Below are the records. List every line holding the word "format".

Items from a dataset:

----

use crate::codec::{self, EMPTY_REGISTRY, REGISTRY_FIELD, UserMap};
use crate::{RegistryError, Result as RegistryErrorResult};

use ur_core::{UserIdentity, validate_user_id};
use ur_store::{CallContext, Record, RecordLocation, RecordStore, StoreError};

use std::sync::Arc;

use log::{debug, error, info};

/// Registry of user id to display name, persisted as one field of a single
/// backing record.
///
/// Every operation is at most one read (plus a create on first use) and one
/// write against the store. Writes carry the version observed on read, so a
/// concurrent update makes the later writer fail with
/// [`RegistryError::Conflict`] instead of overwriting. Nothing is retried
/// here; callers that retry should re-run the whole operation.
#[derive(Clone)]
pub struct UserRegistry {
    store: Arc<dyn RecordStore>,
    location: RecordLocation,
}

impl UserRegistry {
    pub fn new(store: Arc<dyn RecordStore>, location: RecordLocation) -> Self {
        Self { store, location }
    }

    pub fn location(&self) -> &RecordLocation {
        &self.location
    }

    /// Looks up one user by id.
    ///
    /// Fails with `InvalidArgument` for an empty id before touching the store,
    /// and with `NotFound` when the registry has no entry for `id`.
    pub async fn lookup_user(
        &self,
        ctx: &CallContext,
        id: &str,
    ) -> RegistryErrorResult<UserIdentity> {
        validate_user_id(id)?;

        let record = self.ensure_backing_record(ctx).await?;
        let users = self.decode_registry(&record)?;

        match users.get(id) {
            Some(display_name) => Ok(UserIdentity {
                id: id.to_string(),
                display_name: display_name.clone(),
            }),
            None => {
                error!("User not found in {}: {id}", self.location);
                Err(RegistryError::not_found(id))
            }
        }
    }

    /// All users, ordered by id.
    pub async fn list_users(&self, ctx: &CallContext) -> RegistryErrorResult<Vec<UserIdentity>> {
        let record = self.ensure_backing_record(ctx).await?;
        let users = self.decode_registry(&record)?;

        Ok(users
            .into_iter()
            .map(|(id, display_name)| UserIdentity { id, display_name })
            .collect())
    }

    /// Inserts `user`, replacing the display name if the id is already known.
    pub async fn save_user(
        &self,
        ctx: &CallContext,
        user: &UserIdentity,
    ) -> RegistryErrorResult<()> {
        let user = UserIdentity::new(user.id.as_str(), user.display_name.as_str())?;

        let record = self.ensure_backing_record(ctx).await?;
        let mut users = self.decode_registry(&record)?;

        let previous = users.insert(user.id.clone(), user.display_name.clone());
        self.write_registry(ctx, record, &users).await?;

        match previous {
            Some(old) => info!("Renamed user {} from {old:?} to {:?}", user.id, user.display_name),
            None => info!("Added user {}", user),
        }
        Ok(())
    }

    /// Removes a user and returns the identity that was stored.
    pub async fn remove_user(
        &self,
        ctx: &CallContext,
        id: &str,
    ) -> RegistryErrorResult<UserIdentity> {
        validate_user_id(id)?;

        let record = self.ensure_backing_record(ctx).await?;
        let mut users = self.decode_registry(&record)?;

        let Some(display_name) = users.remove(id) else {
            error!("Cannot remove unknown user from {}: {id}", self.location);
            return Err(RegistryError::not_found(id));
        };
        self.write_registry(ctx, record, &users).await?;

        info!("Removed user {id}");
        Ok(UserIdentity {
            id: id.to_string(),
            display_name,
        })
    }

    /// Fetches the backing record, creating it with an empty registry if it
    /// does not exist yet.
    ///
    /// The create is not retried: when another caller creates the record
    /// first, this fails with `AlreadyExists` and the caller should re-run
    /// its whole operation.
    pub async fn ensure_backing_record(&self, ctx: &CallContext) -> RegistryErrorResult<Record> {
        match self.store.get(ctx, &self.location).await {
            Ok(record) => Ok(record),
            Err(StoreError::NotFound { .. }) => {
                info!("Backing record {} not found, creating it", self.location);

                let initial =
                    Record::new(self.location.clone()).with_field(REGISTRY_FIELD, EMPTY_REGISTRY);

                self.store.create(ctx, initial).await.map_err(|e| {
                    error!("Failed to create backing record {}: {e}", self.location);
                    RegistryError::from(e)
                })
            }
            Err(e) => {
                error!("Failed to get backing record {}: {e}", self.location);
                Err(RegistryError::from(e))
            }
        }
    }

    /// Decodes the registry held in `record`. See [`codec::decode_registry`].
    pub fn decode_registry(&self, record: &Record) -> RegistryErrorResult<UserMap> {
        codec::decode_registry(record)
    }

    /// Replaces the registry field of `record` with the encoding of `users`
    /// and writes the record back using its version token.
    ///
    /// `record` must be one this registry read from the store: a record from
    /// another location, or one without a version token, is rejected with
    /// `InvalidState`. A stale token fails with `Conflict` and leaves the
    /// stored registry unchanged.
    pub async fn write_registry(
        &self,
        ctx: &CallContext,
        mut record: Record,
        users: &UserMap,
    ) -> RegistryErrorResult<Record> {
        if record.location != self.location {
            error!(
                "Refusing to write registry of {} into {}",
                self.location, record.location
            );
            return Err(RegistryError::invalid_state(format!(
                "record {} is not the backing record {}",
                record.location, self.location
            )));
        }

        if record.version.is_none() {
            error!("Refusing unversioned write of {}", self.location);
            return Err(RegistryError::invalid_state(format!(
                "record {} carries no version token",
                record.location
            )));
        }

        let encoded = codec::encode_registry(users)?;
        record.fields.insert(REGISTRY_FIELD.to_string(), encoded);

        match self.store.update(ctx, record).await {
            Ok(updated) => {
                debug!(
                    "Wrote {} users to {} (version {:?})",
                    users.len(),
                    self.location,
                    updated.version
                );
                Ok(updated)
            }
            // Deleted since it was read: same outcome as a stale token
            Err(e @ StoreError::NotFound { .. }) => {
                error!("Backing record {} vanished during write: {e}", self.location);
                Err(RegistryError::conflict(e))
            }
            Err(e) => {
                error!("Failed to write registry {}: {e}", self.location);
                Err(RegistryError::from(e))
            }
        }
    }
}
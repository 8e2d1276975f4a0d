//! Behaviour every `RecordStore` must share, run against each implementation.

mod common;

use common::{create_file_store, test_location, test_record};

use ur_store::{
    CallContext, MemoryRecordStore, RecordStore, SqliteRecordStore, StoreError, VersionToken,
};

use googletest::prelude::*;

async fn stores() -> Vec<(&'static str, Box<dyn RecordStore>)> {
    vec![
        ("memory", Box::new(MemoryRecordStore::new())),
        (
            "sqlite",
            Box::new(
                SqliteRecordStore::in_memory()
                    .await
                    .expect("Failed to open in-memory SQLite store"),
            ),
        ),
    ]
}

#[tokio::test]
async fn given_empty_store_when_get_then_not_found() {
    for (name, store) in stores().await {
        // When
        let result = store.get(&CallContext::background(), &test_location()).await;

        // Then
        assert!(
            matches!(result, Err(StoreError::NotFound { .. })),
            "{name}: expected NotFound, got {result:?}"
        );
    }
}

#[tokio::test]
async fn given_new_record_when_created_then_get_returns_it_at_initial_version() {
    for (name, store) in stores().await {
        let ctx = CallContext::background();

        // When
        let created = store.create(&ctx, test_record("{}")).await.unwrap();
        let fetched = store.get(&ctx, &test_location()).await.unwrap();

        // Then
        assert_eq!(created.version, Some(VersionToken::INITIAL), "{name}");
        assert_eq!(fetched, created, "{name}");
        assert_that!(fetched.field("users"), some(eq("{}")));
    }
}

#[tokio::test]
async fn given_existing_record_when_created_again_then_already_exists() {
    for (name, store) in stores().await {
        let ctx = CallContext::background();
        store.create(&ctx, test_record("{}")).await.unwrap();

        // When
        let result = store.create(&ctx, test_record(r#"{"u1":"Alice"}"#)).await;

        // Then
        assert!(
            matches!(result, Err(StoreError::AlreadyExists { .. })),
            "{name}: expected AlreadyExists, got {result:?}"
        );
        let stored = store.get(&ctx, &test_location()).await.unwrap();
        assert_that!(stored.field("users"), some(eq("{}")));
    }
}

#[tokio::test]
async fn given_fresh_token_when_updated_then_version_advances() {
    for (name, store) in stores().await {
        let ctx = CallContext::background();
        let created = store.create(&ctx, test_record("{}")).await.unwrap();

        // When
        let updated = store
            .update(&ctx, created.clone().with_field("users", r#"{"u1":"Alice"}"#))
            .await
            .unwrap();

        // Then
        assert!(updated.version > created.version, "{name}");
        let stored = store.get(&ctx, &test_location()).await.unwrap();
        assert_eq!(stored, updated, "{name}");
    }
}

#[tokio::test]
async fn given_stale_token_when_updated_then_conflict_and_stored_record_unchanged() {
    for (name, store) in stores().await {
        let ctx = CallContext::background();
        let created = store.create(&ctx, test_record(r#"{"u1":"Alice"}"#)).await.unwrap();

        // Given: writer A and writer B both read the same version
        let reader_a = store.get(&ctx, &test_location()).await.unwrap();
        let reader_b = store.get(&ctx, &test_location()).await.unwrap();
        let b_written = store
            .update(
                &ctx,
                reader_b.with_field("users", r#"{"u1":"Alice","u2":"Bob"}"#),
            )
            .await
            .unwrap();

        // When: A writes with its stale token
        let result = store
            .update(&ctx, reader_a.with_field("users", r#"{"u1":"Alice2"}"#))
            .await;

        // Then
        match result {
            Err(StoreError::Conflict {
                expected, actual, ..
            }) => {
                assert_eq!(expected, created.version, "{name}");
                assert_eq!(Some(actual), b_written.version, "{name}");
            }
            other => panic!("{name}: expected Conflict, got {other:?}"),
        }
        let stored = store.get(&ctx, &test_location()).await.unwrap();
        assert_that!(stored.field("users"), some(eq(r#"{"u1":"Alice","u2":"Bob"}"#)));
    }
}

#[tokio::test]
async fn given_unversioned_record_when_updated_then_conflict() {
    for (name, store) in stores().await {
        let ctx = CallContext::background();
        store.create(&ctx, test_record("{}")).await.unwrap();

        // When
        let result = store.update(&ctx, test_record(r#"{"u1":"Alice"}"#)).await;

        // Then
        assert!(
            matches!(result, Err(StoreError::Conflict { expected: None, .. })),
            "{name}: expected Conflict, got {result:?}"
        );
    }
}

#[tokio::test]
async fn given_missing_record_when_updated_then_not_found() {
    for (name, store) in stores().await {
        let ctx = CallContext::background();
        let other = store.create(&ctx, test_record("{}")).await.unwrap();
        let mut elsewhere = other.clone();
        elsewhere.location.name = "somewhere-else".to_string();

        // When
        let result = store.update(&ctx, elsewhere).await;

        // Then
        assert!(
            matches!(result, Err(StoreError::NotFound { .. })),
            "{name}: expected NotFound, got {result:?}"
        );
    }
}

#[tokio::test]
async fn given_cancelled_context_when_get_then_cancelled() {
    for (name, store) in stores().await {
        let (ctx, handle) = CallContext::cancellable();
        handle.cancel();

        // When
        let result = store.get(&ctx, &test_location()).await;

        // Then
        assert!(
            matches!(result, Err(StoreError::Cancelled { .. })),
            "{name}: expected Cancelled, got {result:?}"
        );
    }
}

#[tokio::test]
async fn given_file_store_when_reopened_then_records_persist() {
    // Given
    let (temp, store) = create_file_store().await;
    let ctx = CallContext::background();
    let created = store.create(&ctx, test_record(r#"{"u1":"Alice"}"#)).await.unwrap();
    store.pool().close().await;

    // When
    let reopened = SqliteRecordStore::connect(temp.path().join("nested/registry.db"))
        .await
        .unwrap();
    let fetched = reopened.get(&ctx, &test_location()).await.unwrap();

    // Then
    assert_eq!(fetched, created);
}

#[tokio::test]
async fn given_shared_memory_store_when_cloned_then_clones_see_same_records() {
    // Given
    let store = MemoryRecordStore::new();
    let clone = store.clone();

    // When
    store
        .create(&CallContext::background(), test_record("{}"))
        .await
        .unwrap();

    // Then
    assert_eq!(clone.len().await, 1);
    assert!(!clone.is_empty().await);
}
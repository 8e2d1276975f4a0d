//! Durable [`RecordStore`] on SQLite.
//!
//! Each record is one row keyed by `(namespace, name)`. The field map is kept
//! as JSON text and the version as an integer that every successful write
//! bumps by one. Updates are a compare-and-swap on that integer, so a writer
//! holding a stale token changes nothing and gets `StoreError::Conflict`.

use crate::{
    CallContext, Record, RecordLocation, RecordStore, Result as StoreErrorResult, StoreError,
    VersionToken,
};

use std::collections::BTreeMap;
use std::path::Path;

use async_trait::async_trait;
use log::{debug, info, warn};
use sqlx::Row;
use sqlx::sqlite::{SqliteConnectOptions, SqlitePool, SqlitePoolOptions};

const MAX_CONNECTIONS: u32 = 5;

#[derive(Clone)]
pub struct SqliteRecordStore {
    pool: SqlitePool,
}

impl SqliteRecordStore {
    /// Wraps an existing pool. The schema is assumed to be migrated.
    pub fn new(pool: SqlitePool) -> Self {
        Self { pool }
    }

    /// Opens (creating if missing) the database file and applies the schema.
    pub async fn connect(path: impl AsRef<Path>) -> StoreErrorResult<Self> {
        let path = path.as_ref();

        if let Some(parent) = path.parent().filter(|p| !p.as_os_str().is_empty()) {
            tokio::fs::create_dir_all(parent).await.map_err(|e| {
                StoreError::unavailable(format!(
                    "Failed to create store directory {}: {e}",
                    parent.display()
                ))
            })?;
        }

        let options = SqliteConnectOptions::new()
            .filename(path)
            .create_if_missing(true);

        let pool = SqlitePoolOptions::new()
            .max_connections(MAX_CONNECTIONS)
            .connect_with(options)
            .await?;

        let store = Self::new(pool);
        store.migrate().await?;

        info!("Opened SQLite record store at {}", path.display());
        Ok(store)
    }

    /// Private in-memory database, alive as long as the store is.
    pub async fn in_memory() -> StoreErrorResult<Self> {
        let options = SqliteConnectOptions::new()
            .filename(":memory:")
            .create_if_missing(true);

        // In-memory needs single connection that is never recycled
        let pool = SqlitePoolOptions::new()
            .max_connections(1)
            .min_connections(1)
            .idle_timeout(None)
            .max_lifetime(None)
            .connect_with(options)
            .await?;

        let store = Self::new(pool);
        store.migrate().await?;
        Ok(store)
    }

    pub async fn migrate(&self) -> StoreErrorResult<()> {
        sqlx::migrate!("./migrations").run(&self.pool).await?;
        Ok(())
    }

    pub fn pool(&self) -> &SqlitePool {
        &self.pool
    }

    async fn current_version(&self, location: &RecordLocation) -> StoreErrorResult<VersionToken> {
        let row = sqlx::query("SELECT version FROM ur_records WHERE namespace = ? AND name = ?")
            .bind(&location.namespace)
            .bind(&location.name)
            .fetch_optional(&self.pool)
            .await?;

        match row {
            Some(row) => decode_version(location, row.try_get("version")?),
            None => Err(StoreError::not_found(location.clone())),
        }
    }
}

#[async_trait]
impl RecordStore for SqliteRecordStore {
    async fn get(
        &self,
        ctx: &CallContext,
        location: &RecordLocation,
    ) -> StoreErrorResult<Record> {
        ctx.run("get", async {
            let row = sqlx::query(
                r#"
                    SELECT fields_json, version
                    FROM ur_records
                    WHERE namespace = ? AND name = ?
                "#,
            )
            .bind(&location.namespace)
            .bind(&location.name)
            .fetch_optional(&self.pool)
            .await?;

            let Some(row) = row else {
                return Err(StoreError::not_found(location.clone()));
            };

            let fields_json: String = row.try_get("fields_json")?;
            let fields: BTreeMap<String, String> = serde_json::from_str(&fields_json)
                .map_err(|e| StoreError::corrupted(location.clone(), e.to_string()))?;

            Ok(Record {
                location: location.clone(),
                fields,
                version: Some(decode_version(location, row.try_get("version")?)?),
            })
        })
        .await
    }

    async fn create(&self, ctx: &CallContext, record: Record) -> StoreErrorResult<Record> {
        ctx.run("create", async move {
            let fields_json = serde_json::to_string(&record.fields)?;

            let result = sqlx::query(
                r#"
                    INSERT INTO ur_records (namespace, name, fields_json, version)
                    VALUES (?, ?, ?, ?)
                    ON CONFLICT(namespace, name) DO NOTHING
                "#,
            )
            .bind(&record.location.namespace)
            .bind(&record.location.name)
            .bind(&fields_json)
            .bind(encode_version(VersionToken::INITIAL))
            .execute(&self.pool)
            .await?;

            if result.rows_affected() == 0 {
                warn!("Refusing to create {}: already exists", record.location);
                return Err(StoreError::already_exists(record.location));
            }

            debug!("Created {} at version {}", record.location, VersionToken::INITIAL);
            Ok(Record {
                version: Some(VersionToken::INITIAL),
                ..record
            })
        })
        .await
    }

    async fn update(&self, ctx: &CallContext, record: Record) -> StoreErrorResult<Record> {
        ctx.run("update", async move {
            let Some(expected) = record.version else {
                let actual = self.current_version(&record.location).await?;
                warn!("Rejecting unversioned update of {}", record.location);
                return Err(StoreError::conflict(record.location, None, actual));
            };

            let fields_json = serde_json::to_string(&record.fields)?;

            let result = sqlx::query(
                r#"
                    UPDATE ur_records
                    SET fields_json = ?, version = version + 1
                    WHERE namespace = ? AND name = ? AND version = ?
                "#,
            )
            .bind(&fields_json)
            .bind(&record.location.namespace)
            .bind(&record.location.name)
            .bind(encode_version(expected))
            .execute(&self.pool)
            .await?;

            if result.rows_affected() == 0 {
                let actual = self.current_version(&record.location).await?;
                warn!(
                    "Rejecting stale update of {}: expected {expected}, stored {actual}",
                    record.location
                );
                return Err(StoreError::conflict(
                    record.location,
                    Some(expected),
                    actual,
                ));
            }

            let next = expected.next();
            debug!("Updated {} to version {next}", record.location);
            Ok(Record {
                version: Some(next),
                ..record
            })
        })
        .await
    }
}

fn encode_version(version: VersionToken) -> i64 {
    version.raw() as i64
}

#[track_caller]
fn decode_version(location: &RecordLocation, raw: i64) -> StoreErrorResult<VersionToken> {
    u64::try_from(raw)
        .map(VersionToken::from_raw)
        .map_err(|_| StoreError::corrupted(location.clone(), format!("negative version {raw}")))
}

----

Answer for the task -
            return Err(RegistryError::invalid_state(format!(
            return Err(RegistryError::invalid_state(format!(
                StoreError::unavailable(format!(
        .map_err(|_| StoreError::corrupted(location.clone(), format!("negative version {raw}")))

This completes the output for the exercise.